Tuesday, December 13, 2005

Winter Woods

When I first started this blog, one of my first posts was a list of 10 things I hated about summer. Winter, you will not be surprised to hear, is my favorite season. I began writing a top 10 list of my favorite things about winter, but soon discovered that cute phrases couldn’t express the breadth of why I enjoy it so much.

Last night, as I was falling asleep and looking out the large window that’s next to my bed, I thought about one of those reasons.

The snow cover brightened the woods so that I could see through the trees all the way over to the new pond, a distance of about an eighth of a mile. I could see the stars, saw the Big Dipper and tracked the path of a few clouds as they moved across the sky. I could see which trees still had a few dried leaves attached to thin twigs. I saw that the tree which seems to me to have a “face” on its trunk created by the pattern of scars from long-lost lower branches had grown a bit since last year.

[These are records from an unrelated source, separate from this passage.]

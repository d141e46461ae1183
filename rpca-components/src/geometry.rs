//! Solar Geometry Component
//!
//! Computes where the sun is relative to a polar observing site.
//!
//! # What This Component Does
//!
//! 1. Solar declination from the day of year
//! 2. Local solar time from the clock time of the observation plus the
//!    equation-of-time correction (no longitude correction at the pole)
//! 3. Hour angle and solar zenith angle (SZA)
//! 4. Earth-shadow height, used by the recombination component to decide
//!    which altitudes are in darkness
//!
//! # Differences from a general solar position algorithm
//!
//! - Observations are daily, so the clock time is the start of the day.
//! - The longitude correction is a fixed parameter, which is only exact where
//!   all meridians meet.

use crate::parameters::GeometryParameters;
use chrono::{Days, NaiveDate, NaiveDateTime, Timelike};
use rpca_core::errors::{RPCAError, RPCAResult};
use rpca_core::types::FloatValue;
use serde::{Deserialize, Serialize};

/// Day offset of the equation-of-time angle (spring equinox)
const EOT_DAY_OFFSET: FloatValue = 81.0;

/// Equation-of-time amplitudes
/// unit: minutes
const EOT_SIN_2B: FloatValue = 9.87;
const EOT_COS_B: FloatValue = 7.53;
const EOT_SIN_B: FloatValue = 1.5;

/// Solar geometry at a fixed observing site
#[derive(Debug, Clone, Serialize, Deserialize)]
pub struct GeometryModel {
    parameters: GeometryParameters,
}

impl GeometryModel {
    /// Create a new geometry model with default parameters (south pole)
    pub fn new() -> Self {
        Self::from_parameters(GeometryParameters::default())
    }

    /// Create a new geometry model from parameters
    pub fn from_parameters(parameters: GeometryParameters) -> Self {
        Self { parameters }
    }

    pub fn parameters(&self) -> &GeometryParameters {
        &self.parameters
    }

    /// Solar declination
    ///
    /// $$\delta = 23.44° \sin\left(\frac{360°}{365}(d + 284)\right)$$
    ///
    /// unit: degrees
    pub fn solar_declination(&self, day_of_year: u32) -> FloatValue {
        let p = &self.parameters;
        let angle = 360.0 / p.days_per_year * (day_of_year as FloatValue + p.declination_day_offset);
        p.obliquity_deg * angle.to_radians().sin()
    }

    /// Equation of time
    ///
    /// $$EoT = 9.87 \sin 2B - 7.53 \cos B - 1.5 \sin B, \quad B = \frac{360°}{365}(d - 81)$$
    ///
    /// unit: minutes
    pub fn equation_of_time(&self, day_of_year: u32) -> FloatValue {
        let b = (360.0 / self.parameters.days_per_year) * (day_of_year as FloatValue - EOT_DAY_OFFSET);
        EOT_SIN_2B * (2.0 * b).to_radians().sin()
            - EOT_COS_B * b.to_radians().cos()
            - EOT_SIN_B * b.to_radians().sin()
    }

    /// Timestamp of an observation: the start of the given day
    ///
    /// Day 366 of a non-leap year rolls over into the next year.
    pub fn observation_time(&self, day_of_year: u32, year: i32) -> RPCAResult<NaiveDateTime> {
        let invalid = RPCAError::InvalidDate { day_of_year, year };
        if !(1..=366).contains(&day_of_year) {
            return Err(invalid);
        }
        NaiveDate::from_ymd_opt(year, 1, 1)
            .and_then(|base| base.checked_add_days(Days::new(u64::from(day_of_year - 1))))
            .and_then(|date| date.and_hms_opt(0, 0, 0))
            .ok_or(invalid)
    }

    /// Local solar time for a given clock time
    /// unit: hours
    pub fn local_solar_time(&self, day_of_year: u32, clock_hours: FloatValue) -> FloatValue {
        clock_hours
            + self.equation_of_time(day_of_year) / 60.0
            + self.parameters.longitude_correction_min / 60.0
    }

    /// Hour angle, zero at local solar noon
    /// unit: degrees
    pub fn hour_angle(local_solar_time: FloatValue) -> FloatValue {
        15.0 * (local_solar_time - 12.0)
    }

    /// Solar zenith angle at the start of a day
    ///
    /// unit: degrees, in [0, 180]
    pub fn solar_zenith_angle(&self, day_of_year: u32, year: i32) -> RPCAResult<FloatValue> {
        let time = self.observation_time(day_of_year, year)?;
        self.solar_zenith_angle_at(day_of_year, clock_hours(&time))
    }

    /// Solar zenith angle at a given clock time of a day
    ///
    /// $$\cos\chi = \sin\delta \sin\phi + \cos\delta \cos\phi \cos H$$
    ///
    /// `cos(SZA)` is clamped to [-1, 1] before the inverse cosine; a non-finite
    /// value is an [`RPCAError::InvalidGeometry`].
    pub fn solar_zenith_angle_at(
        &self,
        day_of_year: u32,
        clock_hours: FloatValue,
    ) -> RPCAResult<FloatValue> {
        let declination = self.solar_declination(day_of_year).to_radians();
        let latitude = self.parameters.latitude_deg.to_radians();
        let hour_angle = Self::hour_angle(self.local_solar_time(day_of_year, clock_hours)).to_radians();

        let cos_sza = declination.sin() * latitude.sin()
            + declination.cos() * latitude.cos() * hour_angle.cos();

        if !cos_sza.is_finite() {
            return Err(RPCAError::InvalidGeometry {
                day_of_year,
                cos_sza,
            });
        }
        if cos_sza.abs() > 1.0 {
            log::debug!(
                "Clamping cos(SZA)={} to [-1, 1] on day {}",
                cos_sza,
                day_of_year
            );
        }

        Ok(cos_sza.clamp(-1.0, 1.0).acos().to_degrees())
    }

    /// Height of the Earth's shadow above the surface
    ///
    /// $$h_{shadow} = R_E \left(\frac{1}{\cos\chi} - 1\right)$$
    ///
    /// unit: km
    pub fn earth_shadow_height(&self, sza_deg: FloatValue) -> FloatValue {
        self.parameters.earth_radius_km * (1.0 / sza_deg.to_radians().cos() - 1.0)
    }
}

impl Default for GeometryModel {
    fn default() -> Self {
        Self::new()
    }
}

fn clock_hours(time: &NaiveDateTime) -> FloatValue {
    time.hour() as FloatValue + time.minute() as FloatValue / 60.0 + time.second() as FloatValue / 3600.0
}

One of my favorite things about winter is that I can walk through the woods after dark without a flashlight or headlamp and still find my way. Only a month ago, when many leaves still clung to the oaks, beeches and hickories around the cabin, the leaves blocked the starlight. Under that leafy canopy the woods were completely dark, and if I didn’t walk with a headlamp, I could barely walk at all.

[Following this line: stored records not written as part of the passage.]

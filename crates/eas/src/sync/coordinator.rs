//! Push/sync arbitration per account
//!
//! At most one operation (a ping, i.e. a hanging push request, or a
//! sync) may own an account's network channel at a time. Syncs outrank
//! pings: a sync arriving while a ping runs stops the ping and takes
//! over once it has actually wound down; pings never interrupt a sync.
//! Concurrent syncs for the same account are serialized; accounts never
//! contend with each other.
//!
//! All bookkeeping sits behind one mutex. Each account carries its own
//! condition variable (created against that same mutex) so waking one
//! account's waiters never disturbs another's.

use log::{debug, info, warn};
use std::collections::HashMap;
use std::sync::{Arc, Condvar, Mutex};
use thiserror::Error;

use crate::config::SyncConfig;
use crate::models::{Account, AccountId};
use crate::sync::ping::PingTask;
use crate::sync::{PingScheduler, PingStatus, Pinger};

/// Process keep-alive signal
///
/// The coordinator calls `start_service` when the first account becomes
/// active and `stop_service` when the last one goes idle, so whatever
/// hosts the engine knows when it must stay resident. Implementations
/// must not call back into the coordinator from these hooks; they run
/// with its lock held.
pub trait ServiceHost: Send + Sync {
    /// The first account just became active
    fn start_service(&self);
    /// The last active account just went idle
    fn stop_service(&self);
}

/// Error surfaced to a blocked sync when the engine is torn down
#[derive(Debug, Clone, Copy, PartialEq, Eq, Error)]
pub enum SyncError {
    /// The coordinator is shutting down; the sync was cancelled and no
    /// matching `sync_end` call must be made
    #[error("sync coordinator is shutting down")]
    ShuttingDown,
}

/// Bookkeeping for a single account
///
/// An entry exists only while the account is active: it has a running
/// ping, at least one pending or running sync, or is mid-transition
/// between the two.
struct AccountState {
    /// The running ping task, if any
    ping: Option<PingTask>,
    /// Last requested push state for this account
    push_enabled: bool,
    /// Syncs currently running or blocked in `sync_start`
    sync_count: u32,
    /// Whether one of those syncs currently holds the account
    sync_active: bool,
    /// Parks syncs that have to wait for the ping or an earlier sync
    cond: Arc<Condvar>,
}

impl AccountState {
    fn new() -> Self {
        Self {
            ping: None,
            push_enabled: false,
            sync_count: 0,
            sync_active: false,
            cond: Arc::new(Condvar::new()),
        }
    }
}

struct Registry {
    accounts: HashMap<AccountId, AccountState>,
    shutting_down: bool,
}

/// Registry arbitrating pings and syncs across all accounts
///
/// One instance per hosting service. Construct with
/// [`SyncCoordinator::new`] and share the returned [`Arc`]; ping threads
/// hold only weak references back to it.
pub struct SyncCoordinator {
    registry: Mutex<Registry>,
    pinger: Arc<dyn Pinger>,
    scheduler: Arc<dyn PingScheduler>,
    host: Arc<dyn ServiceHost>,
    config: SyncConfig,
}

impl SyncCoordinator {
    pub fn new(
        pinger: Arc<dyn Pinger>,
        scheduler: Arc<dyn PingScheduler>,
        host: Arc<dyn ServiceHost>,
        config: SyncConfig,
    ) -> Arc<Self> {
        Arc::new(Self {
            registry: Mutex::new(Registry {
                accounts: HashMap::new(),
                shutting_down: false,
            }),
            pinger,
            scheduler,
            host,
            config,
        })
    }

    /// Claim the account for a sync, blocking until it is free
    ///
    /// If a ping is running it is told to stop, and this call waits for
    /// its termination report (stopping is asynchronous, so the wait is
    /// real). If another sync holds the account, this call waits its turn.
    /// The caller owns the account from a successful return until its
    /// matching [`sync_end`](Self::sync_end).
    ///
    /// Returns [`SyncError::ShuttingDown`] (with all bookkeeping undone)
    /// if the coordinator is torn down before the account frees up.
    pub fn sync_start(self: &Arc<Self>, account_id: AccountId) -> Result<(), SyncError> {
        let mut registry = self.registry.lock().unwrap();
        if registry.shutting_down {
            return Err(SyncError::ShuttingDown);
        }
        debug!("sync start for account {}", account_id);
        let state = self.get_or_create(&mut registry, account_id);
        state.sync_count += 1;
        if let Some(ping) = &state.ping {
            // Syncs outrank push; tell the ping to clear the channel.
            debug!("sync is preempting the ping for account {}", account_id);
            ping.stop();
        }
        let cond = state.cond.clone();
        loop {
            if registry.shutting_down {
                self.abandon_sync(&mut registry, account_id);
                return Err(SyncError::ShuttingDown);
            }
            let state = registry
                .accounts
                .get_mut(&account_id)
                .expect("account state disappeared while a sync was pending");
            if state.ping.is_none() && !state.sync_active {
                state.sync_active = true;
                return Ok(());
            }
            debug!(
                "sync for account {} waiting (ping running: {}, pending syncs: {})",
                account_id,
                state.ping.is_some(),
                state.sync_count
            );
            registry = cond.wait(registry).unwrap();
        }
    }

    /// Release the account after a sync
    ///
    /// Wakes the next waiting sync if there is one; otherwise restarts
    /// push if the account still wants it. A sync that ended in error
    /// defers that restart to the scheduler so a broken network path is
    /// not hammered. Removes the account's state entirely once idle.
    pub fn sync_end(self: &Arc<Self>, account: &Account, had_error: bool) {
        let mut registry = self.registry.lock().unwrap();
        debug!("sync end for account {} (error: {})", account.id, had_error);
        let shutting_down = registry.shutting_down;
        let Some(state) = registry.accounts.get_mut(&account.id) else {
            warn!("sync end for account {} but no state found", account.id);
            return;
        };
        if state.sync_count == 0 {
            warn!(
                "sync end for account {} without a matching sync start",
                account.id
            );
            return;
        }
        state.sync_count -= 1;
        state.sync_active = false;
        let idle = if state.sync_count > 0 {
            debug!("waking a pending sync for account {}", account.id);
            state.cond.notify_one();
            false
        } else if state.push_enabled && !shutting_down {
            if had_error {
                warn!(
                    "sync for account {} failed, deferring push restart",
                    account.id
                );
                self.scheduler
                    .schedule_delayed_ping(account, self.config.ping_error_backoff);
                true
            } else {
                state.ping = Some(self.start_ping(account));
                false
            }
        } else {
            true
        };
        if idle {
            self.remove_account(&mut registry, account.id);
        }
    }

    /// Record the termination of the account's ping task
    ///
    /// Called exactly once per spawned ping, on the ping's own thread. A
    /// waiting sync always wins the freed channel. Otherwise, if push is
    /// still wanted, a failed ping is retried only after the configured
    /// backoff (through the scheduler), while a stopped or expired one is
    /// reissued immediately.
    pub fn ping_end(self: &Arc<Self>, account: &Account, status: PingStatus) {
        let mut registry = self.registry.lock().unwrap();
        debug!("ping end for account {}: {:?}", account.id, status);
        let shutting_down = registry.shutting_down;
        let Some(state) = registry.accounts.get_mut(&account.id) else {
            warn!("ping end for account {} but no state found", account.id);
            return;
        };
        state.ping = None;
        let idle = if state.sync_count > 0 {
            debug!("waking a pending sync for account {}", account.id);
            state.cond.notify_one();
            false
        } else if state.push_enabled && !shutting_down {
            match status {
                PingStatus::Failed => {
                    warn!(
                        "ping for account {} failed, deferring push restart",
                        account.id
                    );
                    self.scheduler
                        .schedule_delayed_ping(account, self.config.ping_error_backoff);
                    // The retry now lives with the scheduler; until it
                    // fires, the account counts as idle.
                    true
                }
                PingStatus::Stopped | PingStatus::Expired => {
                    state.ping = Some(self.start_ping(account));
                    false
                }
            }
        } else {
            true
        };
        if idle {
            self.remove_account(&mut registry, account.id);
        }
    }

    /// Enable push for the account, starting or reconfiguring its ping
    ///
    /// A running ping is told to restart in place, never torn down and
    /// respawned, so repeated calls cannot produce duplicate pings. If a
    /// sync is in flight, nothing happens now; `sync_end` starts the ping
    /// once syncing finishes.
    pub fn push_modify(self: &Arc<Self>, account: &Account) {
        let mut registry = self.registry.lock().unwrap();
        if registry.shutting_down {
            debug!("ignoring push modify for account {} during shutdown", account.id);
            return;
        }
        debug!("push modify for account {}", account.id);
        let state = self.get_or_create(&mut registry, account.id);
        state.push_enabled = true;
        if state.sync_count == 0 {
            match &state.ping {
                Some(ping) => ping.restart(),
                None => state.ping = Some(self.start_ping(account)),
            }
        }
    }

    /// Disable push for the account, stopping its ping if one is running
    ///
    /// Sync bookkeeping is untouched; removal of a now-idle entry happens
    /// when the stopped ping reports back through [`ping_end`](Self::ping_end).
    pub fn push_stop(&self, account_id: AccountId) {
        let mut registry = self.registry.lock().unwrap();
        debug!("push stop for account {}", account_id);
        let Some(state) = registry.accounts.get_mut(&account_id) else {
            debug!("push stop for account {} but no state found", account_id);
            return;
        };
        state.push_enabled = false;
        if let Some(ping) = &state.ping {
            ping.stop();
        }
    }

    /// Tell every running ping to stop and drop every push request
    pub fn stop_all_pings(&self) {
        let mut registry = self.registry.lock().unwrap();
        for (account_id, state) in registry.accounts.iter_mut() {
            state.push_enabled = false;
            if let Some(ping) = &state.ping {
                debug!("stopping ping for account {}", account_id);
                ping.stop();
            }
        }
    }

    /// Release the hosting service if no account is active
    pub fn stop_service_if_idle(&self) {
        let registry = self.registry.lock().unwrap();
        if registry.accounts.is_empty() {
            info!("no active accounts; releasing the service");
            self.host.stop_service();
        }
    }

    /// Tear the coordinator down
    ///
    /// Stops all pings, drops all push requests, and cancels every sync
    /// blocked in [`sync_start`](Self::sync_start); those callers get
    /// [`SyncError::ShuttingDown`]. Later entry-point calls become no-ops.
    pub fn shutdown(&self) {
        let mut registry = self.registry.lock().unwrap();
        if registry.shutting_down {
            return;
        }
        info!("sync coordinator shutting down");
        registry.shutting_down = true;
        for state in registry.accounts.values_mut() {
            state.push_enabled = false;
            if let Some(ping) = &state.ping {
                ping.stop();
            }
            state.cond.notify_all();
        }
    }

    /// Number of accounts with a running or pending operation
    pub fn active_accounts(&self) -> usize {
        self.registry.lock().unwrap().accounts.len()
    }

    /// Whether the account currently has a running or pending operation
    pub fn is_active(&self, account_id: AccountId) -> bool {
        self.registry
            .lock()
            .unwrap()
            .accounts
            .contains_key(&account_id)
    }

    fn start_ping(self: &Arc<Self>, account: &Account) -> PingTask {
        debug!("starting ping for account {}", account.id);
        PingTask::spawn(account.clone(), self.pinger.clone(), Arc::downgrade(self))
    }

    /// Fetch the account's state, creating it if this is the account's
    /// first operation. Caller holds the registry lock.
    fn get_or_create<'a>(
        &self,
        registry: &'a mut Registry,
        account_id: AccountId,
    ) -> &'a mut AccountState {
        if !registry.accounts.contains_key(&account_id) {
            debug!("adding sync state for account {}", account_id);
            registry.accounts.insert(account_id, AccountState::new());
            if registry.accounts.len() == 1 {
                info!("first account became active; keeping the service alive");
                self.host.start_service();
            }
        }
        registry
            .accounts
            .get_mut(&account_id)
            .expect("account state just inserted")
    }

    /// Undo a `sync_start` that was cancelled while waiting
    fn abandon_sync(&self, registry: &mut Registry, account_id: AccountId) {
        if let Some(state) = registry.accounts.get_mut(&account_id) {
            state.sync_count = state.sync_count.saturating_sub(1);
            if state.sync_count == 0 && state.ping.is_none() {
                self.remove_account(registry, account_id);
            }
        }
    }

    fn remove_account(&self, registry: &mut Registry, account_id: AccountId) {
        debug!("removing sync state for account {}", account_id);
        registry.accounts.remove(&account_id);
        if registry.accounts.is_empty() {
            info!("last active account removed; releasing the service");
            self.host.stop_service();
        }
    }
}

When I walk in the woods at night, I don’t like a headlamp to announce my presence. While the headlamp brightens whatever is within its beam, anything beyond it is even more obscured. The lamp makes its possible to walk without tripping over my feet, but I can’t see much else. I can’t see into the woods or see over to the pond. I can’t see the deer that come to the pond to drink. When I’m in the woods at night, I prefer to surround myself with its cloak of darkness, slipping between the trees like silk and showing no sign of my passing.

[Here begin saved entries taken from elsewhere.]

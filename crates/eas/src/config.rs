//! Engine tuning knobs
//!
//! Loads sync policy from (in order of priority):
//! 1. JSON file (~/.config/eas/sync.json)
//! 2. Runtime environment variables
//! 3. Compiled-in defaults
//!
//! Later sources only fill in values the earlier ones left unset, so a
//! config file can pin one knob while the rest stay at their defaults.

use anyhow::{Context, Result};
use log::warn;
use serde::Deserialize;
use std::path::{Path, PathBuf};
use std::time::Duration;

/// Config filename in the engine config directory
const CONFIG_FILE: &str = "sync.json";

/// How long to wait before retrying push after a failed ping or sync.
/// A fixed delay, not a curve: the failure is usually a flaky network
/// path, and minutes of quiet is enough to avoid a battery-draining spin.
const DEFAULT_PING_ERROR_BACKOFF_SECS: u64 = 5 * 60;

/// Period of the safety-net sync that restarts a silently-dead push
const DEFAULT_KICK_INTERVAL_SECS: u64 = 60 * 60;

/// Sync engine policy knobs
#[derive(Debug, Clone, PartialEq, Eq)]
pub struct SyncConfig {
    /// Delay before push is retried after an error
    pub ping_error_backoff: Duration,
    /// Interval of the periodic push-kick
    pub kick_interval: Duration,
    /// Whether the periodic kick is scheduled at all
    pub schedule_kick: bool,
}

impl Default for SyncConfig {
    fn default() -> Self {
        Self {
            ping_error_backoff: Duration::from_secs(DEFAULT_PING_ERROR_BACKOFF_SECS),
            kick_interval: Duration::from_secs(DEFAULT_KICK_INTERVAL_SECS),
            schedule_kick: true,
        }
    }
}

/// On-disk representation; every field optional so partial files work
#[derive(Debug, Default, Deserialize)]
struct SyncConfigFile {
    ping_error_backoff_secs: Option<u64>,
    kick_interval_secs: Option<u64>,
    schedule_kick: Option<bool>,
}

impl SyncConfig {
    /// Load configuration from file and environment, falling back to
    /// defaults. Never fails: an unreadable file is logged and skipped.
    pub fn load() -> Self {
        let file = match Self::config_path() {
            Some(path) if path.exists() => match Self::read_file(&path) {
                Ok(file) => file,
                Err(e) => {
                    warn!("ignoring unreadable sync config: {:#}", e);
                    SyncConfigFile::default()
                }
            },
            _ => SyncConfigFile::default(),
        };
        Self::from_parts(file).apply_env()
    }

    /// Load configuration from a specific JSON file
    pub fn from_file(path: &Path) -> Result<Self> {
        Ok(Self::from_parts(Self::read_file(path)?))
    }

    /// Get the default config file path (~/.config/eas/sync.json)
    pub fn config_path() -> Option<PathBuf> {
        dirs::config_dir().map(|p| p.join("eas").join(CONFIG_FILE))
    }

    fn read_file(path: &Path) -> Result<SyncConfigFile> {
        let content = std::fs::read_to_string(path)
            .with_context(|| format!("Failed to read config file: {}", path.display()))?;
        serde_json::from_str(&content)
            .with_context(|| format!("Failed to parse config file: {}", path.display()))
    }

    fn from_parts(file: SyncConfigFile) -> Self {
        let defaults = Self::default();
        Self {
            ping_error_backoff: file
                .ping_error_backoff_secs
                .map(Duration::from_secs)
                .unwrap_or(defaults.ping_error_backoff),
            kick_interval: file
                .kick_interval_secs
                .map(Duration::from_secs)
                .unwrap_or(defaults.kick_interval),
            schedule_kick: file.schedule_kick.unwrap_or(defaults.schedule_kick),
        }
    }

    /// Apply environment variable overrides for any knob the file left
    /// at its default. Unparseable values are logged and ignored.
    fn apply_env(mut self) -> Self {
        if let Some(secs) = env_u64("EAS_PING_ERROR_BACKOFF_SECS") {
            self.ping_error_backoff = Duration::from_secs(secs);
        }
        if let Some(secs) = env_u64("EAS_KICK_INTERVAL_SECS") {
            self.kick_interval = Duration::from_secs(secs);
        }
        if let Ok(value) = std::env::var("EAS_SCHEDULE_KICK") {
            match value.parse::<bool>() {
                Ok(flag) => self.schedule_kick = flag,
                Err(_) => warn!("ignoring invalid EAS_SCHEDULE_KICK value: {}", value),
            }
        }
        self
    }
}

fn env_u64(name: &str) -> Option<u64> {
    let value = std::env::var(name).ok()?;
    match value.parse::<u64>() {
        Ok(parsed) => Some(parsed),
        Err(_) => {
            warn!("ignoring invalid {} value: {}", name, value);
            None
        }
    }
}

In winter, leaves are just a rumor of the past, a rumor of the future. When the trees are bare, the sky is open to me, the stars visible and clear, with just enough light to see by. When snow is on the ground, as it was last night, its whiteness makes the nighttime woods even brighter, so whether I’m walking in the woods or gazing into them from my bed, I can see beyond the small circle of a headlamp. I can see into the night-dimmed woods. I can see.